Les partis, un moyen de sélection des candidats, de structuration du suffrage, de participation au pouvoir, de choix citoyen, de pluralisme politique, de contrôle du pouvoir, deviennent, comme toujours, la cible privilégié des hommes avides de pouvoir ou un obstacle au renforcement des pouvoirs d’un homme. Ecarter les partis, c’est écarter les électeurs, les citoyens, l’opinion du jeu politique, et les détourner de la démocratie. Le système devient une sorte de face-à-face pouvoir unique/peuple unique. Le péril est d’autant plus « imminent » que le pluralisme et la démocratie représentative sont en jeu. On ne reconnaît plus le peuple comme pluralité, seul le peuple comme unité abstraite ou métaphysique est pris en considération. 

Il est vrai que la nature de l’autorité s’est un peu transformée ces dernières années, comme on le voit dans l’élection de Trump, Macron, ou dans les élections récentes en Espagne, en Colombie, et maintenant en Tunisie. Plusieurs éléments corroborent cette évolution. Le pouvoir politique s’est fragmenté, les électeurs abandonnent les partis traditionnels au profit de partis protestataires, voire de partis d’insurgés, ou au profit de réseaux de la société civile, les électeurs votent pour des candidats indépendants par rapport au système politique, ou même pour des candidats hors-système et marginaux. Ils se méfient de la classe politique traditionnelle.

Ces nouveaux comportements observés dans plusieurs pays, relayés par des candidats et dirigeants populistes, vont dans le sens de la propagation de l’idée du déclin des partis. Quoique, lorsqu’on parle du déclin des partis, en Occident ou ailleurs, on pense au déclin des partis traditionnels ou des grands partis, pas des partis en général. Mais, la nature a horreur du vide. Ce qu’on appelle le déclin des partis anciens (comme les Républicains, gaullistes, socialistes en France) est contrebalancé par la montée de nouveaux partis (LREM, France insoumise). Kais Saied lui-même ne pourra survivre sur le plan parlementaire si ses partisans ne parviennent pas à créer un parti politique pour tenter de s’implanter territorialement dans le pays, et s’inscrire dans la durée. Le numérique  sur lequel ils se basent est censé trouver un écho présentiel des militants. Par ailleurs, les islamistes sont toujours en vie, quoique déclinants, ainsi que d’autres partis nés après 2011, comme Afek Tounès. Il n’est pas exclu que les prochaines échéances électorales et politiques puissent donner naissance à de nouveaux partis ou redynamiser d’anciens partis endormis.

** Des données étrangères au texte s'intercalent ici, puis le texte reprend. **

#![forbid(unsafe_code)]

//! Property tests for [`SnapshotLog`] invariants.
//!
//! Validates:
//! - N pushes then N-1 undos then N-1 redos lands back on the final push,
//!   with `can_undo`/`can_redo` matching cursor bounds at every step.
//! - Random push/undo/redo sequences never break the cursor invariant.
//! - The capacity bound holds after any operation.
//! - Persist/restore round-trips preserve entries and cursor.

use proptest::prelude::*;

use qkit_history::persist::{self, MemoryStore};
use qkit_history::{HistoryConfig, SnapshotLog};

// ============================================================================
// Strategy helpers
// ============================================================================

/// Operations that can be performed on a SnapshotLog.
#[derive(Debug, Clone)]
enum Op {
    Push(String),
    Undo,
    Redo,
}

fn op_strategy() -> impl Strategy<Value = Op> {
    prop_oneof![
        3 => "[a-z]{0,8}".prop_map(Op::Push),
        2 => Just(Op::Undo),
        2 => Just(Op::Redo),
    ]
}

fn ops_strategy(max_len: usize) -> impl Strategy<Value = Vec<Op>> {
    prop::collection::vec(op_strategy(), 1..=max_len)
}

fn check_bounds(log: &SnapshotLog) -> Result<(), TestCaseError> {
    match log.cursor() {
        Some(c) => {
            prop_assert!(c < log.len());
            prop_assert_eq!(log.can_undo(), c > 0);
            prop_assert_eq!(log.can_redo(), c + 1 < log.len());
        }
        None => {
            prop_assert_eq!(log.len(), 0);
            prop_assert!(!log.can_undo());
            prop_assert!(!log.can_redo());
        }
    }
    Ok(())
}

// ============================================================================
// Invariant 1: undo/redo round-trip law
// ============================================================================

proptest! {
    #![proptest_config(ProptestConfig::with_cases(200))]

    #[test]
    fn undo_then_redo_round_trips(
        texts in prop::collection::vec("[a-z]{1,8}", 2..40)
    ) {
        let mut log = SnapshotLog::new(HistoryConfig::unlimited());
        for t in &texts {
            log.push(t);
            check_bounds(&log)?;
        }
        let final_text = texts.last().unwrap().clone();

        for expected in texts.iter().rev().skip(1) {
            let restored = log.undo().unwrap();
            prop_assert_eq!(restored.as_ref(), expected.as_str());
            check_bounds(&log)?;
        }
        prop_assert!(log.undo().is_none());

        for expected in texts.iter().skip(1) {
            let restored = log.redo().unwrap();
            prop_assert_eq!(restored.as_ref(), expected.as_str());
            check_bounds(&log)?;
        }
        prop_assert!(log.redo().is_none());
        prop_assert_eq!(log.current().unwrap().as_ref(), final_text.as_str());
    }
}

// ============================================================================
// Invariant 2: random sequences keep cursor and capacity in bounds
// ============================================================================

proptest! {
    #![proptest_config(ProptestConfig::with_cases(300))]

    #[test]
    fn random_ops_preserve_invariants(
        ops in ops_strategy(60),
        capacity in 1usize..8
    ) {
        let mut log = SnapshotLog::new(HistoryConfig::new(capacity));
        for op in ops {
            match op {
                Op::Push(text) => log.push(&text),
                Op::Undo => {
                    let before = log.cursor();
                    let out = log.undo();
                    // A refused undo must not move the cursor.
                    if out.is_none() {
                        prop_assert_eq!(log.cursor(), before);
                    }
                }
                Op::Redo => {
                    let before = log.cursor();
                    let out = log.redo();
                    if out.is_none() {
                        prop_assert_eq!(log.cursor(), before);
                    }
                }
            }
            prop_assert!(log.len() <= capacity);
            check_bounds(&log)?;
        }
    }
}

// ============================================================================
// Invariant 3: undo returns what the cursor now points at
// ============================================================================

proptest! {
    #![proptest_config(ProptestConfig::with_cases(200))]

    #[test]
    fn undo_result_matches_current(
        texts in prop::collection::vec("[a-z]{1,6}", 2..20)
    ) {
        let mut log = SnapshotLog::new(HistoryConfig::unlimited());
        for t in &texts {
            log.push(t);
        }
        while let Some(snapshot) = log.undo() {
            prop_assert_eq!(
                snapshot.as_ref(),
                log.current().unwrap().as_ref()
            );
        }
    }
}

// ============================================================================
// Invariant 4: persistence round-trip is lossless
// ============================================================================

proptest! {
    #![proptest_config(ProptestConfig::with_cases(100))]

    #[test]
    fn persist_round_trip_is_lossless(
        texts in prop::collection::vec("[ -~]{0,20}", 1..20),
        undos in 0usize..20
    ) {
        let mut log = SnapshotLog::default();
        for t in &texts {
            log.push(t);
        }
        for _ in 0..undos {
            log.undo();
        }

        let mut store = MemoryStore::new();
        persist::save_history(&mut store, "h", &log).unwrap();
        let loaded = persist::load_history(&store, "h", HistoryConfig::default())
            .unwrap()
            .unwrap();

        prop_assert_eq!(loaded.len(), log.len());
        prop_assert_eq!(loaded.cursor(), log.cursor());
        let a: Vec<&str> = log.iter().map(|s| s.as_ref()).collect();
        let b: Vec<&str> = loaded.iter().map(|s| s.as_ref()).collect();
        prop_assert_eq!(a, b);
    }
}
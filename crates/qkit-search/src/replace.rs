#![forbid(unsafe_code)]

//! Replacement over flat document text.
//!
//! [`replace_one`] splices into a single span; every other span's offsets
//! are stale afterwards, so callers re-run the find rather than patching the
//! set in place. [`replace_all`] rebuilds the whole document in one pass and
//! reports how many hits it replaced. In both modes an invalid regex fails
//! the call with zero mutation.
//!
//! Literal replace-all under case-insensitive matching is case-correct:
//! positions come from scanning the folded text, but splicing happens on the
//! original-case text at those positions.

use crate::find::{FindOptions, MatchSpan, SearchError, advance_one_char, build_regex};

/// Result of a whole-text replacement.
#[derive(Debug, Clone, PartialEq, Eq)]
pub struct Replacement {
    /// The rewritten document.
    pub text: String,
    /// Number of hits replaced.
    pub count: usize,
}

/// Splice `replacement` into `span` of `text`.
///
/// A span that no longer fits the text (stale offsets, non-boundary ends)
/// leaves the document unchanged.
#[must_use]
pub fn replace_one(text: &str, span: &MatchSpan, replacement: &str) -> String {
    if span.start > span.end
        || span.end > text.len()
        || !text.is_char_boundary(span.start)
        || !text.is_char_boundary(span.end)
    {
        tracing::debug!(start = span.start, end = span.end, "stale span, no replacement");
        return text.to_string();
    }
    let mut out = String::with_capacity(text.len() - span.len() + replacement.len());
    out.push_str(&text[..span.start]);
    out.push_str(replacement);
    out.push_str(&text[span.end..]);
    out
}

/// Replace every match of `query` in `text`.
///
/// Literal mode scans non-overlapping hits left to right. Regex mode counts
/// matches in a pre-pass, then applies the compiled pattern's substitution
/// semantics, so `$1`-style capture references work in the replacement.
pub fn replace_all(
    text: &str,
    query: &str,
    replacement: &str,
    options: &FindOptions,
) -> Result<Replacement, SearchError> {
    if query.is_empty() {
        return Ok(Replacement {
            text: text.to_string(),
            count: 0,
        });
    }
    if options.regex {
        replace_all_regex(text, query, replacement, options.case_sensitive)
    } else {
        Ok(replace_all_literal(
            text,
            query,
            replacement,
            options.case_sensitive,
        ))
    }
}

fn replace_all_literal(
    text: &str,
    query: &str,
    replacement: &str,
    case_sensitive: bool,
) -> Replacement {
    let folded_text;
    let folded_query;
    let (hay, needle) = if case_sensitive {
        (text, query)
    } else {
        folded_text = text.to_ascii_lowercase();
        folded_query = query.to_ascii_lowercase();
        (folded_text.as_str(), folded_query.as_str())
    };

    let mut out = String::with_capacity(text.len());
    let mut count = 0;
    let mut last = 0;
    let mut start = 0;
    while let Some(pos) = hay[start..].find(needle) {
        let abs = start + pos;
        let end = abs + needle.len();
        out.push_str(&text[last..abs]);
        out.push_str(replacement);
        count += 1;
        last = end;
        start = end;
    }
    out.push_str(&text[last..]);
    Replacement { text: out, count }
}

fn replace_all_regex(
    text: &str,
    pattern: &str,
    replacement: &str,
    case_sensitive: bool,
) -> Result<Replacement, SearchError> {
    let re = build_regex(pattern, case_sensitive)?;

    // Pre-pass count with the zero-length-match guard; replace_all below
    // substitutes the same non-overlapping hits.
    let mut count = 0;
    let mut pos = 0;
    while pos <= text.len() {
        let Some(m) = re.find(&text[pos..]) else {
            break;
        };
        count += 1;
        let end = pos + m.end();
        pos = if m.end() > m.start() {
            end
        } else {
            advance_one_char(text, end)
        };
    }

    let new_text = re.replace_all(text, replacement).into_owned();
    Ok(Replacement {
        text: new_text,
        count,
    })
}

// ============================================================================
// Tests
// ============================================================================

Sur le plan sociologique, on observe deux choses dans les nouvelles formes et nouveaux comportements des partis. Choses qui ont conduit certains observateurs à prétendre au déclin des partis et à ne pas comprendre que les partis ne sont plus structurés à l’ère du numérique et d’internet, comme dans le passé. 

D’abord les partis se sont renouvelés par une sorte de professionnalisation croissante. Ils n’ont plus besoin de l’adhésion massive des militants, comme dans le passé. Ils ont d’autres moyens de mobilisation. Ils préfèrent la qualité des partenaires et des membres à leur quantité, la professionnalisation au militantisme bénévole, Ils sont de plus en plus réduits en nombre parce qu’ils délèguent plusieurs de leurs activités, exercées autrefois par les militants à des sociétés privées de service (organisation de congrès et meetings, sites numériques, affichage, tracts). Le financement de l’Etat leur permet aujourd’hui d’avoir une certaine autonomie et de se décharger de plusieurs fonctions.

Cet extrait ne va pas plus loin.